International Relations
in an Emerging Multi Lateral World

India: The Poverty of Progress

Chhandasi Pandya
(courtesy Znet Daily Commentaries) 1 August 2005

“(America’s) Silicon Valley companies are based on 'know what.' They know the market, they know the technology and they know what products to make to earn money. (India’s) Coolie Valley companies are based on 'know how.' They do the software coding for other companies that have the 'know what.' If you tell them what to do, they know how and will do it for you.” The Asian “coolies” of the late 1800s and early 1900s came to the U.S., Australia, New Zealand and the West Indies as laborers, doing the physical, backbreaking work westerners didn’t want to do. ... In this new century, India’s tech workers are coming to be seen as nothing more than glamorized coolies (rich coolies, but coolies still). For the global corporate sector, India is just one large back office, not a formidable economic force such as China or even a political nuisance such as Pakistan."


This is how the official story goes: India is progressing. Period. From Bangalore in the south to Vadodara in the west, India’s cities are experiencing an industrial boom, leaving the middle and upper classes awash with money. Per capita income grew 5.2% in 2004 and the economy grew by 7% in 2005's first three months, bettering the estimates of global financial analysts.

Apartment buildings are popping up in newly developing neighborhoods for the young, rich and upwardly mobile. Office buildings and shopping malls are cropping up where huge tracts of farmland once stood, and at an astounding pace.

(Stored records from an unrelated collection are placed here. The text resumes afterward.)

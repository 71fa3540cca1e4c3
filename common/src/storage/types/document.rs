use uuid::Uuid;

use crate::{error::AppError, storage::db::SurrealDbClient, stored_object};

stored_object!(Document, "document", {
    corpus_id: String,
    title: String,
    keywords: Vec<String>,
    /// Absent when listed as corpus metadata, present once loaded individually.
    #[serde(default)]
    content: Option<String>
});

/// Fields accepted when creating a document.
#[derive(Debug, Clone, PartialEq)]
pub struct NewDocument {
    pub corpus_id: String,
    pub title: String,
    pub keywords: Vec<String>,
    pub content: String,
}

/// Partial update; `None` fields are left untouched.
#[derive(Debug, Clone, Default, PartialEq, Serialize)]
pub struct DocumentPatch {
    #[serde(skip_serializing_if = "Option::is_none")]
    pub title: Option<String>,
    #[serde(skip_serializing_if = "Option::is_none")]
    pub keywords: Option<Vec<String>>,
    #[serde(skip_serializing_if = "Option::is_none")]
    pub content: Option<String>,
}

impl DocumentPatch {
    pub fn content(content: impl Into<String>) -> Self {
        Self {
            content: Some(content.into()),
            ..Self::default()
        }
    }
}

#[derive(Serialize)]
struct DocumentChanges {
    #[serde(skip_serializing_if = "Option::is_none")]
    title: Option<String>,
    #[serde(skip_serializing_if = "Option::is_none")]
    keywords: Option<Vec<String>>,
    #[serde(skip_serializing_if = "Option::is_none")]
    content: Option<String>,
    updated_at: surrealdb::sql::Datetime,
}

impl Document {
    pub fn new(
        corpus_id: String,
        title: String,
        keywords: Vec<String>,
        content: Option<String>,
    ) -> Self {
        let now = Utc::now();
        Self {
            id: Uuid::new_v4().to_string(),
            created_at: now,
            updated_at: now,
            corpus_id,
            title,
            keywords,
            content,
        }
    }

    pub fn from_new(new: NewDocument) -> Self {
        Self::new(new.corpus_id, new.title, new.keywords, Some(new.content))
    }

    /// Length of the loaded content in characters, zero when not loaded.
    pub fn content_len(&self) -> usize {
        self.content
            .as_deref()
            .map_or(0, |content| content.chars().count())
    }

    /// Metadata of every document in a corpus, oldest first, without content.
    pub async fn list_for_corpus(
        corpus_id: &str,
        db: &SurrealDbClient,
    ) -> Result<Vec<Self>, AppError> {
        let documents: Vec<Self> = db
            .client
            .query(
                "SELECT id, created_at, updated_at, corpus_id, title, keywords FROM type::table($table_name) WHERE corpus_id = $corpus_id ORDER BY created_at ASC",
            )
            .bind(("table_name", Self::table_name()))
            .bind(("corpus_id", corpus_id.to_owned()))
            .await?
            .take(0)?;

        Ok(documents)
    }

    pub async fn patch(
        id: &str,
        patch: &DocumentPatch,
        db: &SurrealDbClient,
    ) -> Result<Self, AppError> {
        let changes = DocumentChanges {
            title: patch.title.clone(),
            keywords: patch.keywords.clone(),
            content: patch.content.clone(),
            updated_at: surrealdb::sql::Datetime::from(Utc::now()),
        };

        let updated: Option<Self> = db
            .client
            .query("UPDATE type::thing($table_name, $id) MERGE $changes RETURN AFTER")
            .bind(("table_name", Self::table_name()))
            .bind(("id", id.to_owned()))
            .bind(("changes", changes))
            .await?
            .take(0)?;

        updated.ok_or_else(|| AppError::NotFound(format!("document {id}")))
    }
}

By 2007 in Mumbai alone, the number of shopping malls will surge from 23 to 79, according to real estate consultancy Knight Frank India. The physical transformation of the urban landscape is being matched by the transformation of the urban Indian populace. Throughout India’s cities, upper class urbanites can be perpetually seen talking on shiny new cell phones, driving SUVs and drinking bottled water. Prospering urban Indians have begun paying more attention to their health needs too. Eureka Forbes, a leader in the water and air purification device-market, says it has installed its systems in over 5 million Indian homes and is adding 1,500 new customers daily!

This is the new India – a country that is experiencing a rate of growth paralleled by few other nations in the world. As the story goes, by opening up to the free market, and thus saving its economy from stagnation, India has proven it can be a formidable force on the world’s economic stage. Perhaps, as Thomas Friedman posits, the world really is flat and the Internet and advances in telecommunications are finally leveling the playing field for human development and access to opportunity. And perhaps, as has been suggested, it is the West that is falling behind in the great economic game known as globalization.

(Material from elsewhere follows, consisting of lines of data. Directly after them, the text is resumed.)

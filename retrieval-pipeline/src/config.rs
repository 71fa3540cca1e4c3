use std::time::Duration;

use common::{error::AppError, utils::config::AppConfig};

/// Timing and cache knobs that rarely need changing.
#[derive(Debug, Clone)]
pub struct RagTuning {
    /// Pause between consecutive scoring batches.
    pub batch_pacing: Duration,
    /// Upper bound for any single model call.
    pub llm_timeout: Duration,
    /// `None` keeps cached analyses until evicted for capacity.
    pub cache_ttl: Option<Duration>,
    pub cache_capacity: usize,
}

impl Default for RagTuning {
    fn default() -> Self {
        Self {
            batch_pacing: Duration::from_millis(100),
            llm_timeout: Duration::from_secs(30),
            cache_ttl: Some(Duration::from_secs(15 * 60)),
            cache_capacity: 256,
        }
    }
}

/// Settings fixed for the lifetime of the pipelines built from them.
#[derive(Debug, Clone)]
pub struct RagConfig {
    pub model: String,
    pub relevance_threshold: f32,
    /// Character budget for packed context.
    pub max_context_length: usize,
    pub batch_size: usize,
    pub cache_enabled: bool,
    pub temperature: f32,
    pub max_results: usize,
    pub tuning: RagTuning,
}

impl Default for RagConfig {
    fn default() -> Self {
        Self {
            model: "gpt-4o-mini".to_string(),
            relevance_threshold: 0.3,
            max_context_length: 4000,
            batch_size: 10,
            cache_enabled: true,
            temperature: 0.3,
            max_results: 20,
            tuning: RagTuning::default(),
        }
    }
}

impl RagConfig {
    pub fn from_app_config(config: &AppConfig) -> Result<Self, AppError> {
        let rag = Self {
            model: config.rag_model.clone(),
            relevance_threshold: config.relevance_threshold,
            max_context_length: config.max_context_length,
            batch_size: config.batch_size,
            cache_enabled: config.cache_enabled,
            temperature: config.temperature,
            max_results: config.max_results,
            tuning: RagTuning {
                batch_pacing: Duration::from_millis(config.batch_pacing_ms),
                llm_timeout: Duration::from_secs(config.llm_timeout_secs),
                cache_ttl: (config.cache_ttl_secs > 0)
                    .then(|| Duration::from_secs(config.cache_ttl_secs)),
                cache_capacity: config.cache_capacity,
            },
        };
        rag.validate()?;
        Ok(rag)
    }

    pub fn validate(&self) -> Result<(), AppError> {
        if self.batch_size == 0 {
            return Err(AppError::Validation(
                "batch_size must be greater than zero".into(),
            ));
        }
        if !(0.0..=1.0).contains(&self.relevance_threshold) {
            return Err(AppError::Validation(format!(
                "relevance_threshold {} must lie within [0, 1]",
                self.relevance_threshold
            )));
        }
        if self.tuning.cache_capacity == 0 {
            return Err(AppError::Validation(
                "cache_capacity must be greater than zero".into(),
            ));
        }
        if self.tuning.llm_timeout.is_zero() {
            return Err(AppError::Validation(
                "llm_timeout_secs must be greater than zero".into(),
            ));
        }
        Ok(())
    }
}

Then again, perhaps this rosy picture of India suits the west’s rigid rhetoric on development and globalization all too well: the world is a global marketplace and India is finally reaping its rewards. Period.

But this illusion of progress, touted in the western media and large parts of the Indian media, leaves out such problems in India’s development as the massive poverty and social backwardness of states like Bihar and Uttar Pradesh. It leaves out the communal violence and religious persecution in Gujarat – which recently was named the number one Indian state in terms of economic freedom by the Rajiv Gandhi Institute of Contemporary Studies in New Delhi. It says nothing of scores of indebted farmers committing suicide in Andhra Pradesh.

The global corporate sector – understandably – will not shed light on these issues. It is not in their interest. In fact, eased barriers to entry, a consumption hungry upper class and cheap labor are major prizes in the new economic colonialism.

That India’s privileged classes have so comfortably accepted this status quo isn’t surprising, but the exuberance with which this has been done, is. Publicly and in private conversations, India’s elite seem quick to identify themselves more with their corporate masters than with their fellow countrymen.

Such is the twisted logic of Indian development – imposed from afar and embraced by India’s elite. It is a logic that rewards Gujarat for its “economic freedom,” while the state’s large Muslim population experiences internal displacement. It is a logic that nurtures growing information technology hubs in Andhra Pradesh, while thousands of its farmers die in the countryside.

If these two terms – development and globalization – mean people in poor countries get access to more consumer goods, then India’s current growth is a resounding success.

But, if by some wild chance, development and globalization are even tangentially related to the advancement of human freedom, unconditional, universal access to basic human necessities and social mobility, then India’s current growth is a failure and the foundations are being laid for far worse failure and inequity.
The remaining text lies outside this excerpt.